Original Title: Chihiro and Ian want a way for out-of-cluster load balancers to be able to usefully participate in a GAMMA-compliant mesh

Historically, API gateways and ingress controllers have often been implemented as a Service of type LoadBalancer fronting a pod running a proxy. This is simple to reason about, easy to manage for sidecar meshes, and will presumably be an important implementation mechanism for the foreseeable future.

However, some cloud providers really, really want to move the proxy outside of the cluster, for various reasons which are out of scope for this discussion but should be considered Valid™.

On the one hand, this isn't really a problem: as long as this external-to-the-cluster proxy (which I'll start calling an "external ingress proxy") can make TCP connections to the IP addresses of Services and/or Endpoints inside the cluster, everything will work at least at a basic level. On the other hand, the first hop of traffic from the external ingress proxy to the application pods in the cluster will always be cleartext, which is hardly desirable.

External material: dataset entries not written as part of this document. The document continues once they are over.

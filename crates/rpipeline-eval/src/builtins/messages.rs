//! Functions that read and modify messages.
//!
//! Every field function takes an optional `message` argument holding a
//! handle returned by `create_message`; without it the current message is
//! used.

use chrono::{DateTime, Utc};

use crate::context::EvaluationContext;
use crate::error::{EvalError, EvalResult};
use crate::function::{Function, FunctionArgs, FunctionDescriptor, ParameterDescriptor};
use crate::message::Message;
use crate::value::{MessageHandle, TypeTag, Value};

fn target_param() -> ParameterDescriptor {
    ParameterDescriptor::message("message").optional()
}

fn affixed(prefix: Option<String>, name: &str, suffix: Option<String>) -> String {
    format!(
        "{}{name}{}",
        prefix.unwrap_or_default(),
        suffix.unwrap_or_default()
    )
}

// =============================================================================
// has_field
// =============================================================================

#[derive(Debug)]
pub struct HasField {
    field: ParameterDescriptor,
    message: ParameterDescriptor,
    descriptor: FunctionDescriptor,
}

impl HasField {
    pub const NAME: &'static str = "has_field";

    pub fn new() -> Self {
        let field = ParameterDescriptor::string("field");
        let message = target_param();
        let descriptor =
            FunctionDescriptor::new(Self::NAME, TypeTag::Bool, [field.clone(), message.clone()]);
        HasField {
            field,
            message,
            descriptor,
        }
    }
}

impl Default for HasField {
    fn default() -> Self {
        Self::new()
    }
}

impl Function for HasField {
    fn descriptor(&self) -> &FunctionDescriptor {
        &self.descriptor
    }

    fn evaluate(&self, args: &FunctionArgs, ctx: &mut EvaluationContext) -> EvalResult<Value> {
        let field: String = self.field.require(args, ctx)?;
        let target = self.message.eval_required::<MessageHandle>(args, ctx)?;
        Ok(Value::Bool(ctx.message(target)?.has_field(&field)))
    }
}

// =============================================================================
// set_field / set_fields
// =============================================================================

#[derive(Debug)]
pub struct SetField {
    field: ParameterDescriptor,
    value: ParameterDescriptor,
    prefix: ParameterDescriptor,
    suffix: ParameterDescriptor,
    message: ParameterDescriptor,
    descriptor: FunctionDescriptor,
}

impl SetField {
    pub const NAME: &'static str = "set_field";

    pub fn new() -> Self {
        let field = ParameterDescriptor::string("field");
        let value = ParameterDescriptor::any("value");
        let prefix = ParameterDescriptor::string("prefix").optional();
        let suffix = ParameterDescriptor::string("suffix").optional();
        let message = target_param();
        let descriptor = FunctionDescriptor::new(
            Self::NAME,
            TypeTag::Void,
            [
                field.clone(),
                value.clone(),
                prefix.clone(),
                suffix.clone(),
                message.clone(),
            ],
        );
        SetField {
            field,
            value,
            prefix,
            suffix,
            message,
            descriptor,
        }
    }
}

impl Default for SetField {
    fn default() -> Self {
        Self::new()
    }
}

impl Function for SetField {
    fn descriptor(&self) -> &FunctionDescriptor {
        &self.descriptor
    }

    fn evaluate(&self, args: &FunctionArgs, ctx: &mut EvaluationContext) -> EvalResult<Value> {
        let field: String = self.field.require(args, ctx)?;
        let value = self.value.eval_required::<Value>(args, ctx)?;
        let prefix = self.prefix.eval_required::<String>(args, ctx)?;
        let suffix = self.suffix.eval_required::<String>(args, ctx)?;
        let target = self.message.eval_required::<MessageHandle>(args, ctx)?;

        match value {
            Some(Value::Message(_)) => Err(EvalError::coercion(
                TypeTag::Any,
                TypeTag::Message,
                format!("value of field '{field}'"),
            )),
            Some(value) => {
                let name = affixed(prefix, &field, suffix);
                ctx.message_mut(target)?.add_field(name, value);
                Ok(Value::Null)
            }
            None => Ok(Value::Null),
        }
    }
}

#[derive(Debug)]
pub struct SetFields {
    fields: ParameterDescriptor,
    prefix: ParameterDescriptor,
    suffix: ParameterDescriptor,
    message: ParameterDescriptor,
    descriptor: FunctionDescriptor,
}

impl SetFields {
    pub const NAME: &'static str = "set_fields";

    pub fn new() -> Self {
        let fields = ParameterDescriptor::object("fields");
        let prefix = ParameterDescriptor::string("prefix").optional();
        let suffix = ParameterDescriptor::string("suffix").optional();
        let message = target_param();
        let descriptor = FunctionDescriptor::new(
            Self::NAME,
            TypeTag::Void,
            [fields.clone(), prefix.clone(), suffix.clone(), message.clone()],
        );
        SetFields {
            fields,
            prefix,
            suffix,
            message,
            descriptor,
        }
    }
}

impl Default for SetFields {
    fn default() -> Self {
        Self::new()
    }
}

impl Function for SetFields {
    fn descriptor(&self) -> &FunctionDescriptor {
        &self.descriptor
    }

    fn evaluate(&self, args: &FunctionArgs, ctx: &mut EvaluationContext) -> EvalResult<Value> {
        let fields: serde_json::Value = self.fields.require(args, ctx)?;
        let prefix = self.prefix.eval_required::<String>(args, ctx)?;
        let suffix = self.suffix.eval_required::<String>(args, ctx)?;
        let target = self.message.eval_required::<MessageHandle>(args, ctx)?;

        let serde_json::Value::Object(fields) = fields else {
            return Err(EvalError::function(
                Self::NAME,
                "'fields' must be an object, not an array",
            ));
        };
        let message = ctx.message_mut(target)?;
        for (name, value) in &fields {
            let name = affixed(prefix.clone(), name, suffix.clone());
            message.add_field(name, Value::from_json(value));
        }
        Ok(Value::Null)
    }
}

// =============================================================================
// remove_field / rename_field
// =============================================================================

#[derive(Debug)]
pub struct RemoveField {
    field: ParameterDescriptor,
    message: ParameterDescriptor,
    descriptor: FunctionDescriptor,
}

impl RemoveField {
    pub const NAME: &'static str = "remove_field";

    pub fn new() -> Self {
        let field = ParameterDescriptor::string("field");
        let message = target_param();
        let descriptor =
            FunctionDescriptor::new(Self::NAME, TypeTag::Void, [field.clone(), message.clone()]);
        RemoveField {
            field,
            message,
            descriptor,
        }
    }
}

impl Default for RemoveField {
    fn default() -> Self {
        Self::new()
    }
}

impl Function for RemoveField {
    fn descriptor(&self) -> &FunctionDescriptor {
        &self.descriptor
    }

    fn evaluate(&self, args: &FunctionArgs, ctx: &mut EvaluationContext) -> EvalResult<Value> {
        let field: String = self.field.require(args, ctx)?;
        let target = self.message.eval_required::<MessageHandle>(args, ctx)?;
        ctx.message_mut(target)?.remove_field(&field);
        Ok(Value::Null)
    }
}

#[derive(Debug)]
pub struct RenameField {
    old_field: ParameterDescriptor,
    new_field: ParameterDescriptor,
    message: ParameterDescriptor,
    descriptor: FunctionDescriptor,
}

impl RenameField {
    pub const NAME: &'static str = "rename_field";

    pub fn new() -> Self {
        let old_field = ParameterDescriptor::string("old_field");
        let new_field = ParameterDescriptor::string("new_field");
        let message = target_param();
        let descriptor = FunctionDescriptor::new(
            Self::NAME,
            TypeTag::Void,
            [old_field.clone(), new_field.clone(), message.clone()],
        );
        RenameField {
            old_field,
            new_field,
            message,
            descriptor,
        }
    }
}

impl Default for RenameField {
    fn default() -> Self {
        Self::new()
    }
}

impl Function for RenameField {
    fn descriptor(&self) -> &FunctionDescriptor {
        &self.descriptor
    }

    fn evaluate(&self, args: &FunctionArgs, ctx: &mut EvaluationContext) -> EvalResult<Value> {
        let old_field: String = self.old_field.require(args, ctx)?;
        let new_field: String = self.new_field.require(args, ctx)?;
        let target = self.message.eval_required::<MessageHandle>(args, ctx)?;

        if old_field == new_field {
            return Ok(Value::Null);
        }
        let message = ctx.message_mut(target)?;
        let Some(value) = message.remove_field(&old_field) else {
            return Ok(Value::Null);
        };
        if !message.add_field(new_field.as_str(), value.clone()) {
            message.add_field(old_field.as_str(), value);
            return Err(EvalError::function(
                Self::NAME,
                format!("field '{old_field}' cannot be stored as '{new_field}'"),
            ));
        }
        Ok(Value::Null)
    }
}

// =============================================================================
// create_message / drop_message
// =============================================================================

/// Creates a message next to the current one and returns its handle.
///
/// `source` defaults to the current message's source and `timestamp` to
/// the time of the call.
#[derive(Debug)]
pub struct CreateMessage {
    message: ParameterDescriptor,
    source: ParameterDescriptor,
    timestamp: ParameterDescriptor,
    descriptor: FunctionDescriptor,
}

impl CreateMessage {
    pub const NAME: &'static str = "create_message";

    pub fn new() -> Self {
        let message = ParameterDescriptor::string("message").optional();
        let source = ParameterDescriptor::string("source").optional();
        let timestamp = ParameterDescriptor::timestamp("timestamp").optional();
        let descriptor = FunctionDescriptor::new(
            Self::NAME,
            TypeTag::Message,
            [message.clone(), source.clone(), timestamp.clone()],
        );
        CreateMessage {
            message,
            source,
            timestamp,
            descriptor,
        }
    }
}

impl Default for CreateMessage {
    fn default() -> Self {
        Self::new()
    }
}

impl Function for CreateMessage {
    fn descriptor(&self) -> &FunctionDescriptor {
        &self.descriptor
    }

    fn evaluate(&self, args: &FunctionArgs, ctx: &mut EvaluationContext) -> EvalResult<Value> {
        let text = self.message.eval_required::<String>(args, ctx)?;
        let source = match self.source.eval_required::<String>(args, ctx)? {
            Some(source) => source,
            None => ctx
                .current_message()
                .source()
                .unwrap_or_default()
                .to_string(),
        };
        let timestamp = self
            .timestamp
            .eval_required::<DateTime<Utc>>(args, ctx)?
            .unwrap_or_else(Utc::now);

        let created = Message::new(text.unwrap_or_default(), source, timestamp);
        Ok(Value::Message(ctx.create_message(created)))
    }
}

/// Marks the current message as dropped.
#[derive(Debug)]
pub struct DropMessage {
    descriptor: FunctionDescriptor,
}

impl DropMessage {
    pub const NAME: &'static str = "drop_message";

    pub fn new() -> Self {
        DropMessage {
            descriptor: FunctionDescriptor::new(Self::NAME, TypeTag::Void, []),
        }
    }
}

impl Default for DropMessage {
    fn default() -> Self {
        Self::new()
    }
}

impl Function for DropMessage {
    fn descriptor(&self) -> &FunctionDescriptor {
        &self.descriptor
    }

    fn evaluate(&self, _: &FunctionArgs, ctx: &mut EvaluationContext) -> EvalResult<Value> {
        ctx.drop_message();
        Ok(Value::Null)
    }
}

Chihiro and Ian would, therefore, really like a way to configure the external ingress proxy to actually participate in the mesh.

[shaneutt]

This feature has been accepted for the v1.4.0 release. Please see this announcement for more details, and for the timing expectations for transitions. Note that if the timeline can not be met, there is a risk that this feature may unfortunately need to be dropped from the release. If you have any questions, concerns, or are in need of support please reach out to the maintainers so we can assist you!

Note: @robscott and @mikemorris are the assigned reviewers.

[karthikbox]

hi @kflynn, wanted to confirm if (external) gateway to mesh MTLS interop is in scope for this GEP?
by mtls interop i mean that most mesh implementations today terminate MTLS (backed by some sort of CA) when the application backends are opted into mesh. so the gateway should be able to discover this and do mesh mtls.

[kflynn]

@karthikbox, I think that that's a basic requirement for this to work well, and in fact that'll be a major focus of the definitional GEP that needs to happen in the next week.